Qu’est-ce qui met en route la réflexion au sein des villages ?

Mamadou CISSOKHO, Pape Maïssa FALL, Bernard LECOMTE

03 / 1996

1. Pour Mamadou CISSOKHO (qui a fondé l’Entente du sous-comité de Bamba Thialène en 1978)et a vu naître depuis lors une soixante d’Ententes diverses dans plusieurs régions du pays : "Certaines situations sont favorables pour réfléchir et se décider à changer. Par exemple être en début de campagne d’hivernage, sans un franc, voilà la plus grande honte : sans semences, sans engrais, et qu’on soit dans l’obligation de vendre les bijoux de sa femme ou bien d’aller s’agenouiller, c’est la honte. Il y a deux hontes : quand tu n’as plus à manger et que tu vas le dire à d’autres et quand tu n’as pas les produits (semences, engrais)pour cultiver.

Un autre élément (pour moi le plus important)est la capacité et l’attitude du ou des leaders. On arrive à faire que les gens mobilisent de l’argent, même dans des situations très difficiles, simplement par la manière de présenter les choses. Nous avons, par exemple, fait des séminaires sur l’économie, totalement avec des proverbes. Dans notre tradition, il y a tout, il faut simplement "en faire un problème" et profiter de moments précis. Par exemple, quand tu n’as plus de semences, quand tu as été voir une fois un banquier et qu’il te refuse, quand u as été voir un usurier et qu’il t’a renvoyé les mains vides. On a toujours des opportunités pour faire discuter de choses importantes juste à ces moments-là. Et quand nous avons fait le comité de Bamba Thialène, plusieurs villages qui sont autour de nous l’ont appris et sont venus en disant : "On veut rentrer dedans". On a dit : "Non, on vous explique ce que nous sommes en train de faire et si cela vous convient, vous allez faire la même chose". Et aujourd’hui, il y a 60 comités au Sénégal qui sont partis de la même expérience que nous".

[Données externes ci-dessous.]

use async_trait::async_trait;
use chrono::{DateTime, NaiveDate, Utc};
use lodge_core::{CoreError, CoreResult, ReservationStore, Transaction};
use lodge_shared::pii::Masked;
use lodge_shared::{
    Booking, BookingFilter, BookingPage, BookingRoom, BookingRoomWithLock, BookingStatus,
    GuestInfoUpdate, NewBooking, NewBookingRoom, NewRoomLock, RoomLock, StayRange,
};
use rust_decimal::Decimal;
use sqlx::{PgPool, Postgres};
use uuid::Uuid;

/// SQLSTATE raised by the `room_lock_no_overlap` exclusion constraint.
const EXCLUSION_VIOLATION: &str = "23P01";

const BOOKING_COLUMNS: &str = "id, user_id, hotel_id, check_in, check_out, status, guest_name, \
     guest_email, guest_phone, currency, expected_total, final_total, created_at, updated_at";

const ROOM_LOCK_COLUMNS: &str = "id, room_id, booking_id, lower(stay_range) AS stay_start, \
     upper(stay_range) AS stay_end, expires_at, is_active, is_confirmed, created_at";

pub struct PgTransaction {
    inner: sqlx::Transaction<'static, Postgres>,
}

#[async_trait]
impl Transaction for PgTransaction {
    async fn commit(self) -> CoreResult<()> {
        self.inner.commit().await.map_err(db_error)
    }

    async fn rollback(self) -> CoreResult<()> {
        self.inner.rollback().await.map_err(db_error)
    }
}

pub struct PgReservationStore {
    pool: PgPool,
}

impl PgReservationStore {
    pub fn new(pool: PgPool) -> Self {
        Self { pool }
    }
}

// Internal structs for type-safe querying
#[derive(sqlx::FromRow)]
struct BookingRow {
    id: Uuid,
    user_id: i64,
    hotel_id: Uuid,
    check_in: NaiveDate,
    check_out: NaiveDate,
    status: String,
    guest_name: String,
    guest_email: Option<String>,
    guest_phone: Option<String>,
    currency: String,
    expected_total: Option<Decimal>,
    final_total: Decimal,
    created_at: DateTime<Utc>,
    updated_at: DateTime<Utc>,
}

impl TryFrom<BookingRow> for Booking {
    type Error = CoreError;

    fn try_from(row: BookingRow) -> Result<Self, Self::Error> {
        let status = row
            .status
            .parse::<BookingStatus>()
            .map_err(|e| CoreError::InternalServer(e.to_string()))?;

        Ok(Booking {
            id: row.id,
            user_id: row.user_id,
            hotel_id: row.hotel_id,
            check_in: row.check_in,
            check_out: row.check_out,
            status,
            guest_name: row.guest_name,
            guest_email: row.guest_email.map(Masked),
            guest_phone: row.guest_phone.map(Masked),
            currency: row.currency,
            expected_total: row.expected_total,
            final_total: row.final_total,
            created_at: row.created_at,
            updated_at: row.updated_at,
        })
    }
}

#[derive(sqlx::FromRow)]
struct BookingRoomRow {
    id: Uuid,
    booking_id: Uuid,
    room_id: Uuid,
    adults: i16,
    children: i16,
    price_per_night: Decimal,
    created_at: DateTime<Utc>,
}

impl TryFrom<BookingRoomRow> for BookingRoom {
    type Error = CoreError;

    fn try_from(row: BookingRoomRow) -> Result<Self, Self::Error> {
        Ok(BookingRoom {
            id: row.id,
            booking_id: row.booking_id,
            room_id: row.room_id,
            adults: guest_count(row.adults)?,
            children: guest_count(row.children)?,
            price_per_night: row.price_per_night,
            created_at: row.created_at,
        })
    }
}

#[derive(sqlx::FromRow)]
struct RoomLockRow {
    id: Uuid,
    room_id: Uuid,
    booking_id: Uuid,
    stay_start: NaiveDate,
    stay_end: NaiveDate,
    expires_at: DateTime<Utc>,
    is_active: bool,
    is_confirmed: bool,
    created_at: DateTime<Utc>,
}

impl From<RoomLockRow> for RoomLock {
    fn from(row: RoomLockRow) -> Self {
        RoomLock {
            id: row.id,
            room_id: row.room_id,
            booking_id: row.booking_id,
            stay_range: StayRange::new(row.stay_start, row.stay_end),
            expires_at: row.expires_at,
            is_active: row.is_active,
            confirmed: row.is_confirmed,
            created_at: row.created_at,
        }
    }
}

/// `booking_room LEFT JOIN room_lock`; lock columns are null when no lock row matches.
#[derive(sqlx::FromRow)]
struct BookingRoomLockRow {
    id: Uuid,
    booking_id: Uuid,
    room_id: Uuid,
    adults: i16,
    children: i16,
    price_per_night: Decimal,
    created_at: DateTime<Utc>,
    lock_id: Option<Uuid>,
    lock_stay_start: Option<NaiveDate>,
    lock_stay_end: Option<NaiveDate>,
    lock_expires_at: Option<DateTime<Utc>>,
    lock_is_active: Option<bool>,
    lock_is_confirmed: Option<bool>,
    lock_created_at: Option<DateTime<Utc>>,
}

impl TryFrom<BookingRoomLockRow> for BookingRoomWithLock {
    type Error = CoreError;

    fn try_from(row: BookingRoomLockRow) -> Result<Self, Self::Error> {
        let lock = match (
            row.lock_id,
            row.lock_stay_start,
            row.lock_stay_end,
            row.lock_expires_at,
            row.lock_is_active,
            row.lock_is_confirmed,
            row.lock_created_at,
        ) {
            (
                Some(id),
                Some(start),
                Some(end),
                Some(expires_at),
                Some(is_active),
                Some(confirmed),
                Some(created_at),
            ) => Some(RoomLock {
                id,
                room_id: row.room_id,
                booking_id: row.booking_id,
                stay_range: StayRange::new(start, end),
                expires_at,
                is_active,
                confirmed,
                created_at,
            }),
            _ => None,
        };

        let room = BookingRoomRow {
            id: row.id,
            booking_id: row.booking_id,
            room_id: row.room_id,
            adults: row.adults,
            children: row.children,
            price_per_night: row.price_per_night,
            created_at: row.created_at,
        }
        .try_into()?;

        Ok(BookingRoomWithLock { room, lock })
    }
}

fn guest_count(value: i16) -> CoreResult<u8> {
    u8::try_from(value).map_err(|_| CoreError::InternalServer(format!("guest count out of range: {}", value)))
}

fn db_error(e: sqlx::Error) -> CoreError {
    tracing::error!(error = %e, "database operation failed");
    CoreError::InternalServer(e.to_string())
}

fn is_exclusion_violation(e: &sqlx::Error) -> bool {
    match e {
        sqlx::Error::Database(db) => db.code().as_deref() == Some(EXCLUSION_VIOLATION),
        _ => false,
    }
}

/// Exclusion violations on `room_lock` become `RoomLockAlreadyExist`.
fn lock_error(e: sqlx::Error, room_id: Uuid, booking_id: Uuid) -> CoreError {
    if is_exclusion_violation(&e) {
        tracing::info!(room_id = %room_id, booking_id = %booking_id, "room lock conflict");
        CoreError::RoomLockAlreadyExist { room_id }
    } else {
        db_error(e)
    }
}

fn page_bound(value: u64) -> i64 {
    i64::try_from(value).unwrap_or(i64::MAX)
}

2. Pour Pape Maïssa FALL (animateur de plusieurs associations nouvelles, depuis 1985): "L’échec des projets extérieurs fait que, soudain, des gens qui ne sont pas habitués à exprimer leurs problèmes arrivent à mettre en commun, à chercher. Ils savent tout à coup, face à l’échec, qu’eux-mêmes peuvent et doivent essayer quelque chose d’autre. Les gens sont dans une sorte de situation d’incapacité individuelle face aux problèmes, ils n’ont pas d’autre issue que celle de se parler pour les résoudre. Par exemple, avec la dévaluation de janvier 1994, au Sénégal, ils se sont dit qu’il fallait qu’ils regroupent leurs forces parce que, sinon, ils étaient fichus; ils ont monté une centrale d’achat pour acheter ensemble. Le fait aussi d’avoir une longue expérience des projets extérieurs les poussent maintenant à critiquer; ils veulent savoir précisément ce qu’ils peuvent faire".

Mots-clés

agriculture paysanne, organisation paysanne, réflexion collective, coopération


, Sénégal, Bamba Thialene

Commentaire

La honte est un facteur de changement si elle est l’occasion d’une réflexion avec celui qui en souffre. Et puis l’échec des projets venus de l’extérieur se combine avec l’impuissance individuelle pour faire naître la réflexion en groupe.

Notes

Interview de Mamadou Cissokho et Pape Maïssa Fall en octobre 1994 par Bernard Lecomte.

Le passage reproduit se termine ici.